National Pork Producers Council leaders conducted the traditional first day World Pork Expo press conference this morning to discuss issues of importance to the industry.

Among the bigger issues is expanding international markets for U.S. pork by getting Congress to pass the three pending free trade agreements with Korea, Colombia and Panama. “We need new and expanded markets,” said NPPC immediate past president Sam Carney of Iowa. “These FTAs combined would add more than $11 to the price producers receive for their pigs and would generate about 10,000 U.S. jobs.”

Carney says they hope to get the FTAs passed before summer recess or right after. “We’re frustrated but yet we’re hopeful we’re gonna get it done,” he said.

Press conference audio from Carney: NPPC past president Sam Carney

2011 World Pork Expo Photo Album

Ag Groups Call For Trade Agreement Approval

Since May is both World Trade Month and National Beef Month, it was appropriate for the National Cattlemen’s Beef Association (NCBA) to host a news conference on Capitol Hill today urging the Obama administration to send pending free trade agreements with Colombia, Panama and South Korea to Congress immediately.

NCBA was joined by the American Farm Bureau Federation (AFBF), American Soybean Association (ASA), National Association of Wheat Growers (NAWG), National Corn Growers Association (NCGA), and National Pork Producers Council (NPPC). NCBA President Bill Donald started it all off by saying that the pending trade agreements are long overdue and the unprecedented delay is putting U.S. agriculture at a competitive disadvantage.
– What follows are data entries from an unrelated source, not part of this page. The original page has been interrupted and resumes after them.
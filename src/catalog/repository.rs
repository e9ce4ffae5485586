use rust_decimal::Decimal;
use sqlx::PgPool;

use crate::catalog::error::CatalogError;
use crate::catalog::models::{ContentKind, Course, CourseRun, Product, ProductVersion};

/// Repository for products, versions, and the underlying content objects.
///
/// Version rows form an append-only ledger: this repository deliberately
/// exposes no update or delete methods for them, and the database rejects
/// mutation with a trigger even if one sneaks in.
#[derive(Clone)]
pub struct CatalogRepository {
    pool: PgPool,
}

impl CatalogRepository {
    pub fn new(pool: PgPool) -> Self {
        Self { pool }
    }

    /// Find a product by ID
    pub async fn find_product(&self, id: i64) -> Result<Option<Product>, CatalogError> {
        let product = sqlx::query_as::<_, Product>(
            "SELECT id, content_kind, content_id, is_active, created_at FROM products WHERE id = $1",
        )
        .bind(id)
        .fetch_optional(&self.pool)
        .await?;

        Ok(product)
    }

    /// List all products
    pub async fn list_products(&self) -> Result<Vec<Product>, CatalogError> {
        let products = sqlx::query_as::<_, Product>(
            "SELECT id, content_kind, content_id, is_active, created_at FROM products ORDER BY id",
        )
        .fetch_all(&self.pool)
        .await?;

        Ok(products)
    }

    /// Create a product for a content object.
    /// Rejects duplicates per the one-product-per-content-object invariant.
    pub async fn create_product(
        &self,
        kind: ContentKind,
        content_id: i64,
    ) -> Result<Product, CatalogError> {
        // The content object must exist before it can be sold
        let exists = match kind {
            ContentKind::CourseRun => {
                sqlx::query_scalar::<_, bool>(
                    "SELECT EXISTS(SELECT 1 FROM course_runs WHERE id = $1)",
                )
                .bind(content_id)
                .fetch_one(&self.pool)
                .await?
            }
            ContentKind::Program => {
                sqlx::query_scalar::<_, bool>(
                    "SELECT EXISTS(SELECT 1 FROM programs WHERE id = $1)",
                )
                .bind(content_id)
                .fetch_one(&self.pool)
                .await?
            }
        };
        if !exists {
            return Err(CatalogError::ContentNotFound {
                kind: kind.to_string(),
                id: content_id,
            });
        }

        let product = sqlx::query_as::<_, Product>(
            r#"
            INSERT INTO products (content_kind, content_id)
            VALUES ($1, $2)
            ON CONFLICT (content_kind, content_id) DO NOTHING
            RETURNING id, content_kind, content_id, is_active, created_at
            "#,
        )
        .bind(kind)
        .bind(content_id)
        .fetch_optional(&self.pool)
        .await?
        .ok_or(CatalogError::DuplicateProduct {
            kind: kind.to_string(),
            id: content_id,
        })?;

        Ok(product)
    }

    /// Most-recently-appended version for a product, by monotonic sequence
    pub async fn latest_version(
        &self,
        product_id: i64,
    ) -> Result<Option<ProductVersion>, CatalogError> {
        let version = sqlx::query_as::<_, ProductVersion>(
            r#"
            SELECT id, product_id, version_seq, price, description, text_id, created_at
            FROM product_versions
            WHERE product_id = $1
            ORDER BY version_seq DESC
            LIMIT 1
            "#,
        )
        .bind(product_id)
        .fetch_optional(&self.pool)
        .await?;

        Ok(version)
    }

    /// Find a specific version row by its ID
    pub async fn find_version(&self, id: i64) -> Result<Option<ProductVersion>, CatalogError> {
        let version = sqlx::query_as::<_, ProductVersion>(
            r#"
            SELECT id, product_id, version_seq, price, description, text_id, created_at
            FROM product_versions
            WHERE id = $1
            "#,
        )
        .bind(id)
        .fetch_optional(&self.pool)
        .await?;

        Ok(version)
    }

    /// Append a new version for a product.
    ///
    /// The product row is locked for the duration of the transaction so
    /// concurrent appends cannot allocate the same version_seq. The text_id
    /// is mirrored from the content object at append time.
    pub async fn create_version(
        &self,
        product_id: i64,
        price: Decimal,
        description: &str,
    ) -> Result<ProductVersion, CatalogError> {
        let mut tx = self.pool.begin().await?;

        let product = sqlx::query_as::<_, Product>(
            r#"
            SELECT id, content_kind, content_id, is_active, created_at
            FROM products
            WHERE id = $1
            FOR UPDATE
            "#,
        )
        .bind(product_id)
        .fetch_optional(&mut *tx)
        .await?
        .ok_or(CatalogError::ProductNotFound(product_id))?;

        let text_id: Option<String> = match product.content_kind {
            ContentKind::CourseRun => {
                sqlx::query_scalar("SELECT courseware_id FROM course_runs WHERE id = $1")
                    .bind(product.content_id)
                    .fetch_optional(&mut *tx)
                    .await?
            }
            ContentKind::Program => {
                sqlx::query_scalar("SELECT readable_id FROM programs WHERE id = $1")
                    .bind(product.content_id)
                    .fetch_optional(&mut *tx)
                    .await?
            }
        };
        let text_id = text_id.ok_or(CatalogError::ContentNotFound {
            kind: product.content_kind.to_string(),
            id: product.content_id,
        })?;

        let next_seq: i32 = sqlx::query_scalar(
            "SELECT COALESCE(MAX(version_seq), 0) + 1 FROM product_versions WHERE product_id = $1",
        )
        .bind(product_id)
        .fetch_one(&mut *tx)
        .await?;

        let version = sqlx::query_as::<_, ProductVersion>(
            r#"
            INSERT INTO product_versions (product_id, version_seq, price, description, text_id)
            VALUES ($1, $2, $3, $4, $5)
            RETURNING id, product_id, version_seq, price, description, text_id, created_at
            "#,
        )
        .bind(product_id)
        .bind(next_seq)
        .bind(price)
        .bind(description)
        .bind(&text_id)
        .fetch_one(&mut *tx)
        .await?;

        tx.commit().await?;

        tracing::info!(
            "Appended version {} for product {} at price {}",
            version.version_seq,
            product_id,
            version.price
        );
        Ok(version)
    }

    /// Whether the product's underlying content object is live
    pub async fn is_content_live(&self, product: &Product) -> Result<bool, CatalogError> {
        let live = match product.content_kind {
            ContentKind::CourseRun => {
                sqlx::query_scalar::<_, Option<bool>>(
                    "SELECT is_live FROM course_runs WHERE id = $1",
                )
                .bind(product.content_id)
                .fetch_optional(&self.pool)
                .await?
                .flatten()
            }
            ContentKind::Program => {
                sqlx::query_scalar::<_, Option<bool>>(
                    "SELECT is_live FROM programs WHERE id = $1",
                )
                .bind(product.content_id)
                .fetch_optional(&self.pool)
                .await?
                .flatten()
            }
        };

        Ok(live.unwrap_or(false))
    }

    /// Constituent courses of a program
    pub async fn program_courses(&self, program_id: i64) -> Result<Vec<Course>, CatalogError> {
        let courses = sqlx::query_as::<_, Course>(
            r#"
            SELECT id, program_id, title, readable_id, is_live
            FROM courses
            WHERE program_id = $1
            ORDER BY id
            "#,
        )
        .bind(program_id)
        .fetch_all(&self.pool)
        .await?;

        Ok(courses)
    }

    /// Fetch course runs by IDs
    pub async fn runs_by_ids(&self, ids: &[i64]) -> Result<Vec<CourseRun>, CatalogError> {
        let runs = sqlx::query_as::<_, CourseRun>(
            r#"
            SELECT id, course_id, title, courseware_id, enrollment_start, enrollment_end, is_live
            FROM course_runs
            WHERE id = ANY($1)
            ORDER BY id
            "#,
        )
        .bind(ids)
        .fetch_all(&self.pool)
        .await?;

        Ok(runs)
    }

    /// Fetch a single course run
    pub async fn find_run(&self, id: i64) -> Result<Option<CourseRun>, CatalogError> {
        let run = sqlx::query_as::<_, CourseRun>(
            r#"
            SELECT id, course_id, title, courseware_id, enrollment_start, enrollment_end, is_live
            FROM course_runs
            WHERE id = $1
            "#,
        )
        .bind(id)
        .fetch_optional(&self.pool)
        .await?;

        Ok(run)
    }

    /// Run IDs a user already holds an active enrollment for, out of `run_ids`
    pub async fn enrolled_run_ids(
        &self,
        user_id: i32,
        run_ids: &[i64],
    ) -> Result<Vec<i64>, CatalogError> {
        let ids = sqlx::query_scalar::<_, i64>(
            r#"
            SELECT run_id FROM enrollments
            WHERE user_id = $1 AND active AND run_id = ANY($2)
            ORDER BY run_id
            "#,
        )
        .bind(user_id)
        .bind(run_ids)
        .fetch_all(&self.pool)
        .await?;

        Ok(ids)
    }
}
“Members of Congress, prepare your yes votes and push all three of these agreements across the finish line,” Donald said. “This is a powerful stimulus package for the American people, a stimulus package that will not cost the American taxpayers one damn dime.”

To put in perspective how long the trade agreements have been sitting on the shelf, NAWG CEO Dana Peterson noted that Twitter was just a baby, and that babies born when they were signed are entering kindergarten.

Here are opening statements from the conference: Ag Trade Press Conference

Lots of Trade Talking This Week

Since May is World Trade Month, you would think it would be a great time for Congress to pass those pesky pending Free Trade Agreements with Korea, Colombia and Panama that have been awaiting approval for years. Several of the nation’s largest agricultural organizations who testified before the House Agriculture Committee this week on why it is so important to get those agreements operating think so. Actually, most would say that last May World Trade Month would have been better!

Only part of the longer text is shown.